One of the expanding leisure areas in which the Welsh had the most success in projecting their self-image was that of sporting activities. Three well-known gymnasts from the Garw Valley comprising Stan Davies, Evan Harris and Billy Cooper, also known as Chick, Will and Comrade, helped to organise the ‘Oxford Physical Culture Club’. Cooper had also become its instructor in October 1927 when he had promised that within six weeks of his election he would produce the finest troupe of local acrobats. By the following February, the Club had gained its first female celebrity, in the shape of a Mrs Parker, who had already become ‘Champion Lady Swimmer of Wales’. At its first display in February 1928, she gave an exhibition of club-swinging before joining the musicians to perform a series of songs during the interlude. By 1933-34, the Club was meeting three times a week and had a large membership, forty-eight of whom were under twenty-one.

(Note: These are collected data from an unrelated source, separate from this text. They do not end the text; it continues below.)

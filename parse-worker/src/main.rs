//! eqlog-parse-worker - Subprocess for classifying whole log files.
//!
//! Runs in a separate process so a large file's allocations don't linger in
//! the caller.
//!
//! Usage: eqlog-parse-worker <file_path> [spell_book.toml]
//!
//! Output: JSON to stdout with the tally and final byte position. Logs go to
//! stderr.

use eqlog_core::combat_log::{LogParser, read_log_file};
use eqlog_core::context::player_from_path;
use eqlog_core::registry::{PlayerRegistry, SpellBook};
use eqlog_core::summary::{LogSummary, SummaryReport};
use eqlog_types::ParserConfig;
use serde::Serialize;
use std::path::{Path, PathBuf};
use std::sync::Arc;
use tracing_subscriber::{EnvFilter, fmt, prelude::*};

/// Largest totals reported per category.
const TOP_LIMIT: usize = 10;

/// Output sent to the caller via stdout.
#[derive(Debug, Serialize)]
struct ParseOutput {
    /// Final byte position in the file (for tailing).
    end_pos: u64,
    /// Player name taken from the filename, if it follows the standard layout.
    player: Option<String>,
    verified_players: usize,
    verified_pets: usize,
    summary: SummaryReport,
    /// Elapsed time in milliseconds.
    elapsed_ms: u128,
}

fn init_logging() {
    let debug_logging = std::env::var("DEBUG_LOGGING").is_ok();
    let filter_directive = if debug_logging {
        "info,eqlog_core=debug,eqlog_parse_worker=debug"
    } else {
        "warn"
    };

    let stderr_layer = fmt::layer().with_writer(std::io::stderr).with_target(true);
    tracing_subscriber::registry()
        .with(stderr_layer)
        .with(EnvFilter::new(filter_directive))
        .init();
}

fn main() {
    let args: Vec<String> = std::env::args().collect();
    if !(2..=3).contains(&args.len()) {
        eprintln!("Usage: eqlog-parse-worker <file_path> [spell_book.toml]");
        std::process::exit(1);
    }
    init_logging();

    let file_path = PathBuf::from(&args[1]);
    let spell_book = args.get(2).map(PathBuf::from);
    let timer = std::time::Instant::now();

    match parse_file(&file_path, spell_book.as_deref()) {
        Ok(mut output) => {
            output.elapsed_ms = timer.elapsed().as_millis();
            tracing::info!(
                events = output.summary.event_count,
                elapsed_ms = output.elapsed_ms as u64,
                "parse complete"
            );

            // Output JSON to stdout for the caller
            match serde_json::to_string(&output) {
                Ok(json) => println!("{}", json),
                Err(e) => {
                    eprintln!("Serialize error: {}", e);
                    std::process::exit(1);
                }
            }
        }
        Err(e) => {
            eprintln!("Parse error: {}", e);
            std::process::exit(1);
        }
    }
}

fn parse_file(file_path: &Path, spell_book: Option<&Path>) -> Result<ParseOutput, String> {
    let player = player_from_path(file_path);
    let config = match &player {
        Some(name) => ParserConfig::for_player(name),
        None => ParserConfig::default(),
    };

    let spells = match spell_book {
        Some(path) => SpellBook::load(path).map_err(|e| e.to_string())?,
        None => SpellBook::default(),
    };
    let identity = Arc::new(PlayerRegistry::new());
    let parser = LogParser::new(config, identity.clone(), Arc::new(spells));

    let (events, end_pos) = read_log_file(file_path, &parser).map_err(|e| e.to_string())?;

    let state = parser.new_state();
    let mut summary = LogSummary::new();
    parser.dispatch(&events, &state, &mut summary);
    parser.finalize(&state, &mut summary);

    Ok(ParseOutput {
        end_pos,
        player,
        verified_players: identity.player_count(),
        verified_pets: identity.pet_count(),
        summary: summary.report(TOP_LIMIT),
        elapsed_ms: 0,
    })
}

Finally, nowhere could the immigrants’ self-image of ‘respectability’ be better expressed than in the religious culture of the cities. Temple Cowley Congregational Church was a small chapel in the 1920s, holding between sixty and seventy people for worship. Within five years of the arrival of the first Welsh immigrants, the number of regular worshippers had swollen to five times that size. In October 1929, The Oxford Times reported that the need of Cowley for a larger Congregational Church was emphasised on Sunday when the existing church was packed to the doors for the harvest thanksgiving services. The foundation stone of the new church was laid later that month and the role of the Welsh in the church was affirmed by the presidency at the ceremony of Isaac Edwards of the Union of Welsh Independents. It has been estimated that roughly half of those who packed the new church every Sunday was Welsh. By 1935 many of the young immigrants had married and started families and their children made up a large part of the 360-strong Sunday School. The Welsh immigrants provided a real lift for the Church especially in their singing, and it became a United Nations’ Chapel with the Welsh and the Scots and a few Irish.